* Required work
Scan the lines below for "result" and copy the matches.

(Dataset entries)
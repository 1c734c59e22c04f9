//! Channel name allocation
//!
//! Radios show channel names on small displays with a fixed label budget, so a
//! synthesized channel name has to be squeezed out of its zone name and its
//! talkgroup name. [`allocate_name`] tries progressively terser forms and
//! takes the first that fits:
//!
//! 1. `"{zone} {group}"`
//! 2. `"{first word of zone} {group}"`
//! 3. `"{first word of zone} {group cut to the remaining budget}"`
//! 4. the first half-budget characters of both, with no separator
//! 5. the step 4 result cut to the budget
//!
//! The chosen name is then made unique against the names already in use by
//! overwriting its tail with a counter (`"Hood PNW"` becomes `"Hood PN2"`),
//! which keeps the length fixed but can eat into readable text once the
//! counter reaches two digits.

use std::collections::HashSet;
use std::hash::BuildHasher;

use crate::config::Limits;

fn char_len(s: &str) -> usize {
    s.chars().count()
}

fn take_chars(s: &str, n: usize) -> String {
    s.chars().take(n).collect()
}

/// Shrink `"{zone} {group}"` until it fits `max_len` characters.
pub fn shrink_name(zone: &str, group: &str, max_len: usize) -> String {
    let fits = |candidate: &str| char_len(candidate) <= max_len;

    let candidate = format!("{zone} {group}");
    if fits(&candidate) {
        return candidate;
    }

    let word = zone.split_whitespace().next().unwrap_or(zone);
    let candidate = format!("{word} {group}");
    if fits(&candidate) {
        return candidate;
    }

    let group_budget = max_len.saturating_sub(char_len(word) + 1);
    if group_budget > 0 {
        let candidate = format!("{word} {}", take_chars(group, group_budget));
        if fits(&candidate) {
            return candidate;
        }
    }

    let half = max_len / 2;
    let candidate = format!("{}{}", take_chars(word, half), take_chars(group, half));
    if fits(&candidate) {
        return candidate;
    }

    take_chars(&candidate, max_len)
}

/// Overwrite the tail of `candidate` with an increasing counter until the
/// result is not in `used`.
///
/// The length in characters is kept, so `"Foo Bar9"` is followed by
/// `"Foo Ba10"`, not `"Foo Bar10"`.
pub fn disambiguate<S: BuildHasher>(candidate: String, used: &HashSet<String, S>) -> String {
    let mut name = candidate;
    let mut counter: u64 = 1;

    while used.contains(&name) {
        counter += 1;
        let suffix = counter.to_string();
        let keep = char_len(&name).saturating_sub(char_len(&suffix));
        name = take_chars(&name, keep) + &suffix;
    }

    name
}

/// Allocate a channel name for `group` in `zone`.
///
/// The result fits the label budget of `limits` and is not in `used`. `used`
/// is only read: the caller registers the returned name before asking again.
pub fn allocate_name<S: BuildHasher>(
    zone: &str,
    group: &str,
    used: &HashSet<String, S>,
    limits: &Limits,
) -> String {
    disambiguate(shrink_name(zone, group, limits.max_name_len), used)
}

#[cfg(test)]
mod tests {
    use super::*;

    fn used(names: &[&str]) -> HashSet<String> {
        names.iter().map(|s| s.to_string()).collect()
    }

    fn allocate(zone: &str, group: &str, names: &[&str]) -> String {
        allocate_name(zone, group, &used(names), &Limits::default())
    }

    #[test]
    fn test_full_name_when_it_fits() {
        assert_eq!(allocate("Mt Hood", "PNW", &[]), "Mt Hood PNW");
        assert_eq!(allocate("Portland", "Statewi", &[]), "Portland Statewi");
    }

    #[test]
    fn test_first_word_of_zone() {
        assert_eq!(
            allocate("Mt Hood Timberline", "PNW Regional", &[]),
            "Mt PNW Regional"
        );
    }

    #[test]
    fn test_group_cut_to_remaining_budget() {
        assert_eq!(
            allocate("Timberline Lodge", "Statewide Talk", &[]),
            "Timberline State"
        );
    }

    #[test]
    fn test_halves_without_separator() {
        // A single 16 character word leaves no room for any group text.
        assert_eq!(
            allocate("Wickersham-Ridge", "Statewide", &[]),
            "WickershStatewid"
        );
        // A 15 character word only leaves room for the separator.
        assert_eq!(allocate("Wickersham-Ridg", "XY", &[]), "WickershXY");
    }

    #[test]
    fn test_small_budgets() {
        assert_eq!(shrink_name("Abcdefghij", "Klmnopqrst", 12), "Abcdefghij K");
        assert_eq!(shrink_name("Abcdefghij", "Klmnopqrst", 5), "AbKl");
    }

    #[test]
    fn test_respects_custom_budget() {
        let limits = Limits {
            max_name_len: 10,
            max_zone_channels: 16,
        };
        let name = allocate_name("Mt Hood", "PNW Regional", &HashSet::new(), &limits);
        assert_eq!(name, "Mt PNW Reg");
    }

    #[test]
    fn test_collision_ends_in_two() {
        assert_eq!(allocate("Mt Hood", "PNW", &["Mt Hood PNW"]), "Mt Hood PN2");
    }

    #[test]
    fn test_collision_counter_increments() {
        assert_eq!(
            allocate("Mt Hood", "PNW", &["Mt Hood PNW", "Mt Hood PN2"]),
            "Mt Hood PN3"
        );
    }

    #[test]
    fn test_uniqueness_pass_runs_on_every_shrink_step() {
        assert_eq!(
            allocate("Wickersham-Ridge", "Statewide", &["WickershStatewid"]),
            "WickershStatewi2"
        );
    }

    #[test]
    fn test_two_digit_counter_overwrites_readable_text() {
        // Known sharp edge: the counter eats into the name rather than
        // growing it, so "Foo Bar9" is followed by "Foo Ba10".
        let taken: Vec<String> = (1..=9).map(|n| format!("Foo Bar{n}")).collect();
        let taken: Vec<&str> = taken.iter().map(String::as_str).collect();
        assert_eq!(allocate("Foo", "Bar1", &taken), "Foo Ba10");
    }

    #[test]
    fn test_allocation_is_deterministic() {
        let names = ["Mt Hood PNW", "Mt Hood PN2"];
        let first = allocate("Mt Hood", "PNW", &names);
        let second = allocate("Mt Hood", "PNW", &names);
        assert_eq!(first, second);
    }

    #[test]
    fn test_used_set_is_not_modified() {
        let names = used(&["Mt Hood PNW"]);
        let _ = allocate_name("Mt Hood", "PNW", &names, &Limits::default());
        assert_eq!(names, used(&["Mt Hood PNW"]));
    }

    #[test]
    fn test_counts_characters_not_bytes() {
        // 16 characters, 19 bytes.
        assert_eq!(allocate("Zürich", "Ålesund ø", &[]), "Zürich Ålesund ø");
    }

    #[test]
    fn test_blank_zone_name() {
        assert_eq!(allocate("", "Statewide", &[]), " Statewide");
        assert_eq!(allocate("   ", "TAC", &[]), "    TAC");
    }
}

* Your response
//! 5. the step 4 result cut to the budget
/// result is not in `used`.
/// The result fits the label budget of `limits` and is not in `used`. `used`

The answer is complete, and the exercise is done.